Dengan mengukur gelombang otak, para ilmuwan di Northwestern University bisa memprediksikan waktu, lokasi, dan tujuan serangan teroris. Citra otak tersebut dibuat berdasarkan reaksi otak terhadap beberapa gambar yang ditampilkan di depan orang yang diduga akan melakukan serangan.
Pada saat percobaan, J. Peter Rosenfeld, ilmuwan dari Northwestern University, membagi 29 mahasiswanya ke dalam 2 grup. Grup pertama diminta membuat rencana jalan-jalan ke suatu kota, sementara grup lain diminta merencanakan serangan. Setelah itu, elektroda ditempelkan ke kepala mereka. Para mahasiswa dihadapkan pada rentetan gambar berbagai kota, gambar akibat serangan teroris, dan beberapa gambar lain yang tidak berhubungan.
Saat gambar ditampilkan, elektroda merekam gelombang otak P300, gelombang otak yang terjadi di luar kemauan dan menyebar ke seluruh bagian otak akibat suatu rangsangan. Semakin besar reaksi seseorang terhadap sebuah gambar yang muncul, semakin kuat gelombang P300 yang dihasilkan. Seluruh mahasiswa yang merencanakan suatu serangan memiliki gelombang P300 yang kuat ketika gambar kota yang jadi sasaran ditampilkan. Mahasiswa, yang berencana menyerang kota lain, tidak menunjukkan gelombang P300 yang sama kuat pada gambar yang sama. Para peneliti juga memperhatikan gelombang P300 pada mahasiswa yang berencana berlibur di kota tersebut, tapi mereka tetap bisa membedakan rencana serangan dengan rencana liburan.
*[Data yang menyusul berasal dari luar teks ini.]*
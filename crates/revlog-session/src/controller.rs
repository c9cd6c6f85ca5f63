//! Session controller for one history subject.

use std::sync::{
    Arc, Mutex, PoisonError,
    atomic::{AtomicBool, Ordering},
};

use async_trait::async_trait;
use revlog_core::{
    Batch, BatchHandler, Batcher, ConfigError, ProducerError, PublishError, Publisher, Record,
    SessionAggregator, SessionConfig, SessionConsumer, SizeLimiter, Snapshot,
};
use tracing::{debug, error, warn};
use uuid::Uuid;

/// Session identifier, used to correlate log lines.
pub type SessionId = Uuid;

/// Where the controller is within a refresh cycle.
#[derive(Debug, Clone, Copy, PartialEq, Eq)]
pub enum CycleState {
    /// No refresh running.
    Idle,
    /// Between `before_refresh` and `finished`.
    Collecting,
    /// `finished` is flushing and waiting for the consumer.
    Finalizing,
}

/// What happened to a record passed to [`SessionController::accept_record`].
#[derive(Debug, Clone, Copy, PartialEq, Eq)]
pub enum Admission {
    /// Buffered for the next batch.
    Accepted,
    /// The cap was already met; the record was ignored.
    CapacityReached,
}

/// Controller error.
#[derive(Debug, thiserror::Error)]
pub enum ControllerError {
    #[error("{operation} is not allowed while {state:?}")]
    InvalidState {
        operation: &'static str,
        state: CycleState,
    },
    #[error("Initial session reported after records were accepted")]
    InitialAfterRecords,
    #[error("Publish error: {0}")]
    Publish(#[from] PublishError),
    #[error("Configuration error: {0}")]
    Config(#[from] ConfigError),
}

/// Apply + publish step, reachable only through the batcher gate.
struct Pipeline<R> {
    aggregator: SessionAggregator<R>,
    publisher: Publisher<R>,
}

#[async_trait]
impl<R: Record> BatchHandler<R> for Pipeline<R> {
    async fn handle_batch(&mut self, batch: Batch<R>) {
        let snapshot = self.aggregator.apply_batch(batch);
        if let Err(e) = self.publisher.publish(snapshot).await {
            warn!(error = %e, "Dropping snapshot");
        }
    }
}

/// Drives one session through `Idle → Collecting → Finalizing → Idle`.
///
/// Producer-facing methods may be called from any task. Everything that
/// touches the session runs behind the batcher gate, so applying a batch
/// and publishing its snapshot never overlaps with another apply.
pub struct SessionController<R: Record> {
    id: SessionId,
    state: Mutex<CycleState>,
    records_accepted: AtomicBool,
    limiter: Arc<SizeLimiter>,
    batcher: Batcher<R, Pipeline<R>>,
}

impl<R: Record> SessionController<R> {
    /// Create a controller and spawn the consumer task.
    ///
    /// Must be called within a Tokio runtime.
    ///
    /// # Errors
    /// Returns error if the configuration is invalid.
    pub fn new<C>(
        config: &SessionConfig,
        consumer: C,
    ) -> Result<(Self, tokio::task::JoinHandle<()>), ControllerError>
    where
        C: SessionConsumer<R>,
    {
        config.validate()?;

        let limiter = Arc::new(SizeLimiter::new(config.max_records));
        let (publisher, consumer_task) = Publisher::spawn(consumer, config.channel_capacity);
        let pipeline = Pipeline {
            aggregator: SessionAggregator::new(Arc::clone(&limiter)),
            publisher,
        };

        let controller = Self {
            id: Uuid::new_v4(),
            state: Mutex::new(CycleState::Idle),
            records_accepted: AtomicBool::new(false),
            limiter,
            batcher: Batcher::from_config(config, pipeline),
        };
        debug!(session_id = %controller.id, ?config, "Created session controller");

        Ok((controller, consumer_task))
    }

    #[must_use]
    pub const fn id(&self) -> SessionId {
        self.id
    }

    #[must_use]
    pub fn state(&self) -> CycleState {
        *self.lock_state()
    }

    /// Snapshot of the live session, if one exists.
    pub async fn current_snapshot(&self) -> Option<Snapshot<R>> {
        self.batcher.lock_handler().await.aggregator.current_snapshot()
    }

    /// Start a refresh cycle: reset the cap counter and drop the old session.
    ///
    /// # Errors
    /// Returns error if a cycle is already running.
    pub async fn before_refresh(&self) -> Result<(), ControllerError> {
        self.transition("before_refresh", CycleState::Idle, CycleState::Collecting)?;
        self.limiter.reset();
        self.records_accepted.store(false, Ordering::Release);

        let mut pipeline = self.batcher.flush_and_hold().await;
        let cycle = pipeline.aggregator.begin_cycle();
        debug!(session_id = %self.id, cycle, "Refresh started");
        Ok(())
    }

    /// Establish the session from the first authoritative view of the cycle.
    ///
    /// Returns once the consumer has handled the resulting snapshot. A view
    /// identical to the current session is ignored.
    ///
    /// # Errors
    /// Returns error if no cycle is running, records were already accepted,
    /// or the consumer has stopped.
    pub async fn report_initial(&self, records: Vec<R>) -> Result<(), ControllerError> {
        self.ensure("report_initial", CycleState::Collecting)?;
        if self.records_accepted.load(Ordering::Acquire) {
            error!(session_id = %self.id, "Initial session reported after records");
            return Err(ControllerError::InitialAfterRecords);
        }

        let mut pipeline = self.batcher.lock_handler().await;
        if pipeline
            .aggregator
            .current_snapshot()
            .is_some_and(|current| current.records() == records.as_slice())
        {
            debug!(session_id = %self.id, "Initial session unchanged");
            return Ok(());
        }

        let snapshot = pipeline.aggregator.replace_initial(records);
        debug!(
            session_id = %self.id,
            size = snapshot.len(),
            "Publishing initial session"
        );
        pipeline.publisher.publish_and_wait(snapshot).await?;
        Ok(())
    }

    /// Offer one record to the session.
    ///
    /// Records past the cap are ignored rather than rejected.
    ///
    /// # Errors
    /// Returns error if no cycle is running.
    pub async fn accept_record(&self, record: R) -> Result<Admission, ControllerError> {
        self.ensure("accept_record", CycleState::Collecting)?;
        if self.limiter.is_reached() {
            return Ok(Admission::CapacityReached);
        }

        if self.limiter.check_and_count(1) {
            debug!(
                session_id = %self.id,
                admitted = self.limiter.admitted(),
                "Record cap reached"
            );
        }
        self.records_accepted.store(true, Ordering::Release);
        self.batcher.consume_one(record).await;
        Ok(Admission::Accepted)
    }

    /// Surface a producer failure to the consumer.
    ///
    /// Pending records are flushed first, so the consumer sees the failure
    /// after every record collected before it. Collected records are kept;
    /// the cycle still ends with `finished`.
    ///
    /// # Errors
    /// Returns error if no cycle is running or the consumer has stopped.
    pub async fn report_failure(&self, error: ProducerError) -> Result<(), ControllerError> {
        self.ensure("report_failure", CycleState::Collecting)?;
        warn!(session_id = %self.id, error = %error, "Producer failed");

        let pipeline = self.batcher.flush_and_hold().await;
        pipeline.publisher.notify_failure(error).await?;
        Ok(())
    }

    /// End the refresh cycle.
    ///
    /// Flushes pending records, then tells the consumer no more growth will
    /// happen and waits until it has handled that and every earlier
    /// snapshot. Does nothing beyond the flush when no session was
    /// established, and nothing at all when no cycle is running.
    ///
    /// # Errors
    /// Returns error if `finished` is already running or the consumer has stopped.
    pub async fn finished(&self) -> Result<(), ControllerError> {
        if self.state() == CycleState::Idle {
            debug!(session_id = %self.id, "finished called while idle");
            return Ok(());
        }
        self.transition("finished", CycleState::Collecting, CycleState::Finalizing)?;

        let result = {
            let pipeline = self.batcher.flush_and_hold().await;
            if pipeline.aggregator.has_session() {
                pipeline.publisher.finalize().await
            } else {
                debug!(session_id = %self.id, "No session to finalize");
                Ok(())
            }
        };
        self.batcher.shutdown();
        *self.lock_state() = CycleState::Idle;
        debug!(session_id = %self.id, "Refresh finished");

        result.map_err(ControllerError::from)
    }

    fn ensure(&self, operation: &'static str, expected: CycleState) -> Result<(), ControllerError> {
        let state = self.state();
        if state == expected {
            Ok(())
        } else {
            error!(session_id = %self.id, operation, ?state, "Lifecycle misuse");
            Err(ControllerError::InvalidState { operation, state })
        }
    }

    fn transition(
        &self,
        operation: &'static str,
        from: CycleState,
        to: CycleState,
    ) -> Result<(), ControllerError> {
        let mut state = self.lock_state();
        if *state != from {
            error!(session_id = %self.id, operation, state = ?*state, "Lifecycle misuse");
            return Err(ControllerError::InvalidState {
                operation,
                state: *state,
            });
        }
        *state = to;
        Ok(())
    }

    fn lock_state(&self) -> std::sync::MutexGuard<'_, CycleState> {
        self.state.lock().unwrap_or_else(PoisonError::into_inner)
    }
}

impl<R: Record> Drop for SessionController<R> {
    fn drop(&mut self) {
        self.batcher.shutdown();
    }
}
"Gelombang P300 ini bisa dijadikan dasar untuk mencegah serangan teroris," Rosenfeld berkata dengan yakin. Mahasiswa-mahasiswa yang diminta membuat rencana serangan selama 30 menit saja sudah dapat ditebak berdasarkan gelombang P300. "Apalagi teroris sungguhan yang telah merencanakan berhari-hari, berminggu-minggu, atau berbulan-bulan, mereka pasti punya gelombang P300 yang lebih kuat," ujar Rosenfeld.
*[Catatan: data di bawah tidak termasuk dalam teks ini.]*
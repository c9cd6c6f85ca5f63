//! Size- and time-triggered batching with serialized delivery.
//!
//! Records are buffered until either `threshold` of them are pending or
//! `interval` has passed since the first one arrived. The downstream
//! [`BatchHandler`] lives behind a single-slot async mutex (the gate), and
//! pending records are only taken once the gate is held. A flush queued
//! behind a slow handler therefore always carries records that arrived
//! after the ones being handled, never before.

use std::{
    mem,
    sync::{Arc, Mutex, MutexGuard, PoisonError},
    time::Duration,
};

use tokio::{sync::Mutex as AsyncMutex, task::JoinHandle};
use tracing::debug;

use crate::{Batch, BatchHandler, Record, SessionConfig};

/// What caused a flush.
#[derive(Debug, Clone, Copy, PartialEq, Eq)]
enum Trigger {
    Threshold,
    Timer,
    Explicit,
}

struct Pending<R> {
    records: Vec<R>,
    /// Bumped whenever a pending set is taken. Timers remember the epoch
    /// they were armed in and only flush that set.
    epoch: u64,
    next_seq: u64,
    timer: Option<JoinHandle<()>>,
}

struct Inner<R, H> {
    threshold: usize,
    interval: Duration,
    pending: Mutex<Pending<R>>,
    gate: AsyncMutex<H>,
}

/// Buffers records and hands them to `H` in batches, one batch at a time.
pub struct Batcher<R, H> {
    inner: Arc<Inner<R, H>>,
}

impl<R, H> Clone for Batcher<R, H> {
    fn clone(&self) -> Self {
        Self {
            inner: Arc::clone(&self.inner),
        }
    }
}

impl<R, H> Batcher<R, H>
where
    R: Record,
    H: BatchHandler<R>,
{
    /// Create a batcher. A zero threshold is treated as 1.
    #[must_use]
    pub fn new(threshold: usize, interval: Duration, handler: H) -> Self {
        Self {
            inner: Arc::new(Inner {
                threshold: threshold.max(1),
                interval,
                pending: Mutex::new(Pending {
                    records: Vec::new(),
                    epoch: 0,
                    next_seq: 0,
                    timer: None,
                }),
                gate: AsyncMutex::new(handler),
            }),
        }
    }

    /// Create a batcher using the thresholds from `config`.
    #[must_use]
    pub fn from_config(config: &SessionConfig, handler: H) -> Self {
        Self::new(config.batch_size_threshold, config.batch_interval(), handler)
    }

    /// Buffer one record.
    ///
    /// Flushes before returning when the threshold is reached; otherwise
    /// makes sure a timer is armed for the current pending set.
    pub async fn consume_one(&self, record: R) {
        let flush_now = {
            let mut pending = self.lock_pending();
            pending.records.push(record);
            if pending.records.len() >= self.inner.threshold {
                true
            } else {
                if pending.timer.is_none() {
                    let epoch = pending.epoch;
                    pending.timer = Some(self.arm_timer(epoch));
                }
                false
            }
        };

        if flush_now {
            self.flush_with(Trigger::Threshold, None).await;
        }
    }

    /// Deliver everything pending as one batch. No-op when nothing is pending.
    ///
    /// Waits for any batch currently being handled to finish first.
    pub async fn flush(&self) {
        self.flush_with(Trigger::Explicit, None).await;
    }

    /// Flush, then keep exclusive access to the handler.
    ///
    /// No other batch can be delivered until the returned guard is dropped.
    pub async fn flush_and_hold(&self) -> tokio::sync::MutexGuard<'_, H> {
        let mut handler = self.inner.gate.lock().await;
        if let Some(batch) = self.take_batch(Trigger::Explicit, None) {
            handler.handle_batch(batch).await;
        }
        handler
    }

    /// Exclusive access to the handler through the delivery gate.
    pub async fn lock_handler(&self) -> tokio::sync::MutexGuard<'_, H> {
        self.inner.gate.lock().await
    }

    /// Number of records waiting for the next flush.
    #[must_use]
    pub fn pending_len(&self) -> usize {
        self.lock_pending().records.len()
    }

    /// Release the armed timer, if any. Pending records stay buffered until
    /// the next explicit flush.
    pub fn shutdown(&self) {
        if let Some(timer) = self.lock_pending().timer.take() {
            timer.abort();
        }
    }

    async fn flush_with(&self, trigger: Trigger, epoch: Option<u64>) {
        let mut handler = self.inner.gate.lock().await;
        if let Some(batch) = self.take_batch(trigger, epoch) {
            handler.handle_batch(batch).await;
        }
    }

    /// Take the pending set. Must only be called while holding the gate.
    fn take_batch(&self, trigger: Trigger, epoch: Option<u64>) -> Option<Batch<R>> {
        let mut pending = self.lock_pending();
        if epoch.is_some_and(|armed| armed != pending.epoch) {
            // The set this timer was armed for has already been flushed.
            return None;
        }

        if let Some(timer) = pending.timer.take() {
            // A timer flush is running inside its own task; only detach it.
            if trigger != Trigger::Timer {
                timer.abort();
            }
        }

        if pending.records.is_empty() {
            return None;
        }

        let records = mem::take(&mut pending.records);
        let seq = pending.next_seq;
        pending.next_seq += 1;
        pending.epoch += 1;
        drop(pending);

        debug!(seq, size = records.len(), ?trigger, "Flushing batch");
        Batch::new(seq, records)
    }

    fn arm_timer(&self, epoch: u64) -> JoinHandle<()> {
        let batcher = self.clone();
        tokio::spawn(async move {
            tokio::time::sleep(batcher.inner.interval).await;
            batcher.flush_with(Trigger::Timer, Some(epoch)).await;
        })
    }

    fn lock_pending(&self) -> MutexGuard<'_, Pending<R>> {
        self.inner
            .pending
            .lock()
            .unwrap_or_else(PoisonError::into_inner)
    }
}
Teroris ternyata bisa saja membuat gelombang P300 palsu. "Mereka bisa memikirkan pacar atau menggoyang-goyangkan jempol kaki," kata Rosenfeld. Intinya, mereka cukup membuat suatu stimulus palsu untuk gambar yang tidak berarti bagi mereka. Dengan demikian, petugas keamanan bisa salah menebak.
Sebuah studi yang tercatat dalam artikel Psychophysiology, 83 persen stimulus palsu bisa dikenali. Meskipun demikian, Rosenfeld mengaku bisa menerka nyaris 100 persen stimulus palsu.
Meski terdengar menjanjikan, teknologi ini belum akan dipakai dalam waktu dekat untuk mencegah terorisme. Tapi paling tidak, teknologi ini menawarkan hal baru yang suatu saat bisa dipakai oleh para penegak hukum.